Database versions after 2010 are not supported and do not fail cleanly #35

@GPHemsley-RELX

Description

@GPHemsley-RELX

# Versions
VERSION_3 = 0x00
VERSION_4 = 0x01
VERSION_5 = 0x02
VERSION_2010 = 0x03
ALL_VERSIONS = {VERSION_3: 3, VERSION_4: 4, VERSION_5: 5, VERSION_2010: 2010}
NEW_VERSIONS = [VERSION_4, VERSION_5, VERSION_2010]

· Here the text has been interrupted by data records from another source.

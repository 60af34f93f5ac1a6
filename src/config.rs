use config::{Config, ConfigError, Environment, File};
use serde::{Deserialize, Serialize};
use std::env;
use url::Url;

use crate::models::ListingKind;

#[derive(Debug, Clone, Serialize, Deserialize)]
pub struct AppConfig {
    pub database: DatabaseConfig,
    pub fetcher: FetcherConfig,
    pub tracker: TrackerConfig,
    pub notifications: NotificationsConfig,
    pub export: ExportConfig,
    pub targets: Vec<WatchTarget>,
}

#[derive(Debug, Clone, Serialize, Deserialize)]
pub struct DatabaseConfig {
    pub url: String,
    pub lock_path: String,
}

#[derive(Debug, Clone, Serialize, Deserialize)]
pub struct FetcherConfig {
    pub max_retries: u32,
    pub retry_delay_ms: u64,
    pub request_timeout: u64,
    pub scroll_stability_rounds: u32,
    pub max_scroll_rounds: u32,
    pub scroll_settle_ms: u64,
    pub user_agent: String,
    pub chrome_path: Option<String>,
}

#[derive(Debug, Clone, Serialize, Deserialize)]
pub struct TrackerConfig {
    /// Percent-drop magnitude for products, match score for jobs.
    pub threshold: f64,
    pub skills: Vec<String>,
    pub skill_bonus: f64,
    /// Reference document for job matching; required when a job target is
    /// configured.
    pub reference_path: Option<String>,
}

#[derive(Debug, Clone, Serialize, Deserialize)]
pub struct NotificationsConfig {
    pub webhook_url: Option<String>,
    pub max_alerts_per_run: usize,
}

#[derive(Debug, Clone, Serialize, Deserialize)]
pub struct ExportConfig {
    pub path: String,
}

/// One category page or job search to scrape each run.
#[derive(Debug, Clone, Serialize, Deserialize)]
pub struct WatchTarget {
    pub name: String,
    pub url: String,
    pub kind: ListingKind,
}

impl AppConfig {
    pub fn from_env() -> Result<Self, ConfigError> {
        let run_mode = env::var("RUN_MODE").unwrap_or_else(|_| "development".into());

        let s = Config::builder()
            // Start with default configuration
            .add_source(File::with_name("config/default"))
            // Add environment-specific config
            .add_source(File::with_name(&format!("config/{}", run_mode)).required(false))
            // Add local config (ignored by git)
            .add_source(File::with_name("config/local").required(false))
            // Add environment variables with prefix "DRIFT_"
            .add_source(Environment::with_prefix("DRIFT").separator("__"))
            .build()?;

        let mut config: AppConfig = s.try_deserialize()?;

        // Add Chrome path from environment if not set
        if config.fetcher.chrome_path.is_none() {
            config.fetcher.chrome_path = env::var("CHROME_PATH").ok();
        }

        config.validate()?;
        Ok(config)
    }

    pub fn validate(&self) -> Result<(), ConfigError> {
        if self.database.url.is_empty() {
            return Err(ConfigError::Message("Database url must not be empty".into()));
        }

        if self.database.lock_path.is_empty() {
            return Err(ConfigError::Message(
                "Database lock_path must not be empty".into(),
            ));
        }

        if self.tracker.threshold <= 0.0 {
            return Err(ConfigError::Message(
                "Tracker threshold must be greater than 0".into(),
            ));
        }

        if self.fetcher.max_retries == 0 {
            return Err(ConfigError::Message(
                "Fetcher max_retries must be greater than 0".into(),
            ));
        }

        if self.fetcher.scroll_stability_rounds == 0 {
            return Err(ConfigError::Message(
                "Fetcher scroll_stability_rounds must be greater than 0".into(),
            ));
        }

        if self.fetcher.max_scroll_rounds < self.fetcher.scroll_stability_rounds {
            return Err(ConfigError::Message(
                "Fetcher max_scroll_rounds cannot be below scroll_stability_rounds".into(),
            ));
        }

        if let Some(webhook_url) = &self.notifications.webhook_url {
            if Url::parse(webhook_url).is_err() {
                return Err(ConfigError::Message("Invalid webhook URL format".into()));
            }
        }

        if self.export.path.is_empty() {
            return Err(ConfigError::Message("Export path must not be empty".into()));
        }

        for target in &self.targets {
            if target.name.is_empty() {
                return Err(ConfigError::Message("Target name must not be empty".into()));
            }
            if Url::parse(&target.url).is_err() {
                return Err(ConfigError::Message(format!(
                    "Invalid URL for target '{}'",
                    target.name
                )));
            }
        }

        let has_job_target = self.targets.iter().any(|t| t.kind == ListingKind::Job);
        if has_job_target && self.tracker.reference_path.is_none() {
            return Err(ConfigError::Message(
                "tracker.reference_path is required when a job target is configured".into(),
            ));
        }

        Ok(())
    }
}

#[cfg(test)]
mod tests {
    use super::*;

    fn valid_config() -> AppConfig {
        AppConfig {
            database: DatabaseConfig {
                url: "sqlite://data/listings.db".to_string(),
                lock_path: "data/run.lock".to_string(),
            },
            fetcher: FetcherConfig {
                max_retries: 3,
                retry_delay_ms: 2000,
                request_timeout: 30,
                scroll_stability_rounds: 3,
                max_scroll_rounds: 9,
                scroll_settle_ms: 1500,
                user_agent: "DriftWatcher/0.3".to_string(),
                chrome_path: None,
            },
            tracker: TrackerConfig {
                threshold: 20.0,
                skills: vec!["python".to_string(), "sql".to_string()],
                skill_bonus: 5.0,
                reference_path: Some("data/reference.txt".to_string()),
            },
            notifications: NotificationsConfig {
                webhook_url: Some("https://hooks.example.com/services/T0/B0/x".to_string()),
                max_alerts_per_run: 10,
            },
            export: ExportConfig {
                path: "exports/listings.json".to_string(),
            },
            targets: vec![
                WatchTarget {
                    name: "Fruits & Vegetables".to_string(),
                    url: "https://shop.example/cn/fruits-vegetables".to_string(),
                    kind: ListingKind::Product,
                },
                WatchTarget {
                    name: "data science".to_string(),
                    url: "https://jobs.example/search?fn=data-science".to_string(),
                    kind: ListingKind::Job,
                },
            ],
        }
    }

    #[test]
    fn test_config_validation_valid() {
        assert!(valid_config().validate().is_ok());
    }

    #[test]
    fn test_config_validation_zero_threshold() {
        let mut config = valid_config();
        config.tracker.threshold = 0.0;

        let result = config.validate();
        assert!(result.is_err());
        assert!(result
            .unwrap_err()
            .to_string()
            .contains("threshold must be greater than 0"));
    }

    #[test]
    fn test_config_validation_invalid_webhook() {
        let mut config = valid_config();
        config.notifications.webhook_url = Some("not-a-url".to_string());

        let result = config.validate();
        assert!(result.is_err());
        assert!(result.unwrap_err().to_string().contains("webhook URL"));
    }

    #[test]
    fn test_config_validation_invalid_target_url() {
        let mut config = valid_config();
        config.targets[0].url = "nope".to_string();

        let result = config.validate();
        assert!(result.is_err());
        assert!(result
            .unwrap_err()
            .to_string()
            .contains("Invalid URL for target"));
    }

    #[test]
    fn test_config_validation_scroll_budget() {
        let mut config = valid_config();
        config.fetcher.max_scroll_rounds = 1;
        config.fetcher.scroll_stability_rounds = 3;

        let result = config.validate();
        assert!(result.is_err());
        assert!(result
            .unwrap_err()
            .to_string()
            .contains("max_scroll_rounds"));
    }

    #[test]
    fn test_config_validation_job_target_needs_reference() {
        let mut config = valid_config();
        config.tracker.reference_path = None;

        let result = config.validate();
        assert!(result.is_err());
        assert!(result
            .unwrap_err()
            .to_string()
            .contains("reference_path is required"));
    }

    #[test]
    fn test_config_validation_no_targets_is_ok() {
        let mut config = valid_config();
        config.targets.clear();
        config.tracker.reference_path = None;

        assert!(config.validate().is_ok());
    }
}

version = head.jet_version
if version in NEW_VERSIONS:
if version == VERSION_4:
self.version = ALL_VERSIONS[VERSION_4]
elif version == VERSION_5:
self.version = ALL_VERSIONS[VERSION_5]
elif version == VERSION_2010:
self.version = ALL_VERSIONS[VERSION_2010]
self.page_size = PAGE_SIZE_V4
else:
if not version == VERSION_3:
LOGGER.error(f"Unknown database version {version} Trying to parse database as version 3")
self.version = ALL_VERSIONS[VERSION_3]
self.page_size = PAGE_SIZE_V3
LOGGER.info(f"DataBase version {version}")

Versions after "2010" (0x03) are not explicitly supported, and then fall back to being parsed as version 3 (0x00) and fail with an uncaught exception instead of a clean error message.

According to https://github.com/mdbtools/mdbtools/blob/master/HACKING.md#database-definition-page, 0x04 indicates Access 2013, 0x05 indicates Access 2016, and 0x06 indicates Access 2019. Presumably future versions of Access will eventually increase that number further.

Those versions should probably be supported better (perhaps process as the latest version supported instead of the earliest?) or at least fail cleanly.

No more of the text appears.